As for men, other research has shown that when their voices are deeper, heterosexual women will often assume them to be muscular, hairy and, therefore, “more attractive.” If they have a pleasing accent, all the better. In the case of gay men, the findings are similar: Lower-pitched voices are generally preferable, particularly among those men who find themselves to be more traditionally masculine. These preferences are generalizations, of course, but their presence in voice research does say something about the way pitch can seduce us.
Funneled through nothing but a voice note, that seduction becomes especially titillating — a high-powered tease, really. As much a sexual souvenir as a nude, a voice note ironically feels more intimate as, again, it offers more of an emotional connection. Plus, a nude doesn’t feel as custom; whereas a voice note is a special message sent only for you that can’t be repeated in exactly the same way again for anyone else (and likely won’t be heard in the same way either). They also happen to be a whole lot safer.
“A voice note is both unique and anonymous,” Kova says. “When you send a text, there’s not a whole lot of personality that comes with that, but when you send a voice note, you get to express yourself and be seen for more than just words.”
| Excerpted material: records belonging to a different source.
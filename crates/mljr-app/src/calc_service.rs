//! Turning a typed configuration into critical and derived properties.

use mljr_core::units::{Density, g_per_ml};
use mljr_gc::{
    ComponentResult, GcResult, GroupCount, MixtureResult, correlate, density, lookup, mix,
    parse_formula, surface_tension,
};
use mljr_input::{CalcConfig, Conditions, GroupSpec, MolarMassSource};
use serde::Serialize;
use std::path::Path;
use tracing::debug;

use crate::error::{AppError, AppResult};

/// Derived-property inputs given on the command line, replacing the file's.
#[derive(Debug, Clone, Copy, PartialEq)]
pub enum ConditionsOverride {
    /// `T` only: density.
    Temperature(f64),
    /// `T-ref, Q-ref, T`: density and surface tension.
    Full { t_ref: f64, q_ref: f64, t: f64 },
}

impl ConditionsOverride {
    pub fn from_values(values: &[f64]) -> AppResult<Self> {
        if let Some(bad) = values.iter().find(|v| !(v.is_finite() && **v > 0.0)) {
            return Err(AppError::InvalidOverride {
                reason: format!("{bad} is not a positive number"),
            });
        }
        match *values {
            [t] => Ok(Self::Temperature(t)),
            [t_ref, q_ref, t] => Ok(Self::Full { t_ref, q_ref, t }),
            _ => Err(AppError::InvalidOverride {
                reason: format!(
                    "expected 1 value (T) or 3 values (T-ref Q-ref T), got {}",
                    values.len()
                ),
            }),
        }
    }
}

/// What to evaluate after the critical properties.
#[derive(Debug, Clone, Copy, PartialEq)]
struct DerivedRequest {
    t: f64,
    /// `(t_ref, q_ref)` when surface tension is wanted.
    tension_ref: Option<(f64, f64)>,
}

impl DerivedRequest {
    fn select(conditions: &Conditions, overrides: Option<&ConditionsOverride>) -> Option<Self> {
        match overrides {
            Some(ConditionsOverride::Temperature(t)) => Some(Self {
                t: *t,
                tension_ref: None,
            }),
            Some(ConditionsOverride::Full { t_ref, q_ref, t }) => Some(Self {
                t: *t,
                tension_ref: Some((*t_ref, *q_ref)),
            }),
            None => conditions.t.map(|t| Self {
                t,
                tension_ref: conditions.t_ref.zip(conditions.q_ref),
            }),
        }
    }

    fn evaluate(&self, m: f64, tc: f64, pc: f64, vc: f64, tb: f64) -> GcResult<DerivedProperties> {
        debug!(t = self.t, tension = self.tension_ref.is_some(), "derived properties");
        let surface_tension = match self.tension_ref {
            Some((t_ref, q_ref)) => Some(SurfaceTension {
                t_ref,
                q_ref,
                value: surface_tension(self.t, q_ref, t_ref, tc)?,
            }),
            None => None,
        };
        Ok(DerivedProperties {
            t: self.t,
            density: density(m, self.t, tc, pc, vc, tb)?,
            surface_tension,
        })
    }
}

#[derive(Debug, Clone, Copy, PartialEq, Serialize)]
pub struct SurfaceTension {
    pub t_ref: f64,
    pub q_ref: f64,
    /// mN/m at the evaluation temperature.
    pub value: f64,
}

#[derive(Debug, Clone, Copy, PartialEq, Serialize)]
pub struct DerivedProperties {
    /// Evaluation temperature (K).
    pub t: f64,
    /// g/mL
    pub density: f64,
    #[serde(skip_serializing_if = "Option::is_none")]
    pub surface_tension: Option<SurfaceTension>,
}

impl DerivedProperties {
    pub fn mass_density(&self) -> Density {
        g_per_ml(self.density)
    }
}

/// Result of one run, as reported.
#[derive(Debug, Clone, PartialEq, Serialize)]
#[serde(tag = "type", rename_all = "lowercase")]
pub enum CalcOutcome {
    Purity {
        #[serde(skip_serializing_if = "Option::is_none")]
        name: Option<String>,
        result: ComponentResult,
        #[serde(skip_serializing_if = "Option::is_none")]
        derived: Option<DerivedProperties>,
    },
    Mixture {
        #[serde(skip_serializing_if = "Option::is_none")]
        name: Option<String>,
        result: MixtureResult,
        #[serde(skip_serializing_if = "Option::is_none")]
        derived: Option<DerivedProperties>,
    },
}

impl CalcOutcome {
    pub fn derived(&self) -> Option<&DerivedProperties> {
        match self {
            Self::Purity { derived, .. } | Self::Mixture { derived, .. } => derived.as_ref(),
        }
    }
}

/// Look every group up in its ring or non-ring namespace.
pub fn resolve_groups(specs: &[GroupSpec]) -> GcResult<Vec<GroupCount>> {
    let groups = specs
        .iter()
        .map(|spec| GroupCount::new(lookup(&spec.symbol, spec.ring)?, spec.count))
        .collect::<GcResult<Vec<_>>>()?;
    debug!(
        groups = ?groups.iter().map(|g| (g.group.symbol, g.count)).collect::<Vec<_>>(),
        "resolved groups"
    );
    Ok(groups)
}

pub fn resolve_molar_mass(source: &MolarMassSource) -> GcResult<f64> {
    let m = match source {
        MolarMassSource::Given(m) => *m,
        MolarMassSource::Formula(formula) => parse_formula(formula)?.1,
    };
    debug!(?source, m, "resolved molar mass");
    Ok(m)
}

fn component(source: &MolarMassSource, specs: &[GroupSpec]) -> GcResult<ComponentResult> {
    let m = resolve_molar_mass(source)?;
    correlate(&resolve_groups(specs)?, m)
}

/// Run the calculation described by `config`.
pub fn run(config: &CalcConfig, overrides: Option<&ConditionsOverride>) -> AppResult<CalcOutcome> {
    let request = DerivedRequest::select(config.conditions(), overrides);

    let outcome = match config {
        CalcConfig::Purity(cfg) => {
            let result = component(&cfg.molar_mass, &cfg.groups)?;
            let derived = request
                .map(|r| r.evaluate(result.molar_mass, result.tc, result.pc, result.vc, result.tb))
                .transpose()?;
            CalcOutcome::Purity {
                name: cfg.name.clone(),
                result,
                derived,
            }
        }
        CalcConfig::Mixture(cfg) => {
            let [first, second] = &cfg.components;
            let r1 = component(&first.molar_mass, &first.groups)?;
            let r2 = component(&second.molar_mass, &second.groups)?;
            let (y1, y2) = cfg.fractions;
            let result = mix(&r1, &r2, y1, y2)?;
            let derived = request
                .map(|r| r.evaluate(result.molar_mass, result.tc, result.pc, result.vc, result.tb))
                .transpose()?;
            CalcOutcome::Mixture {
                name: cfg.name.clone(),
                result,
                derived,
            }
        }
    };
    Ok(outcome)
}

/// Load an input file and run it.
pub fn calc_file(path: &Path, overrides: Option<&ConditionsOverride>) -> AppResult<CalcOutcome> {
    let config = mljr_input::load_file(path)?;
    run(&config, overrides)
}
//! Application service layer for mLJR.
//!
//! Sits between the command-line front end and the library crates: it resolves
//! a parsed input file into group counts and molecular weights, runs the
//! correlations, chooses which derived properties to evaluate and formats the
//! report.

pub mod calc_service;
pub mod catalog;
pub mod error;
pub mod report;

// Re-export key types for convenience
pub use calc_service::{
    CalcOutcome, ConditionsOverride, DerivedProperties, SurfaceTension, calc_file,
    resolve_groups, resolve_molar_mass, run,
};
pub use catalog::{group_catalog_text, usage_examples_text};
pub use error::{AppError, AppResult};
pub use report::{SiValues, append_report, render_json, render_text};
Still, people aren’t sexually attracted to just anyone who speaks to them kindly. For those in longer-term, more emotionally intimate relationships, the comfort in hearing your partner’s voice is likely immediate and entirely to do with who they are, while for those engaging in something more casual, it isn’t so much about the individual, but almost entirely about the voice. That’s why — I’m sorry to say — if you’re just looking to hook up but have a David Beckham situation happening, you might opt for sexting over voice-noting.
But if you do give good aural, definitely skip the dick pic and send a voice note instead.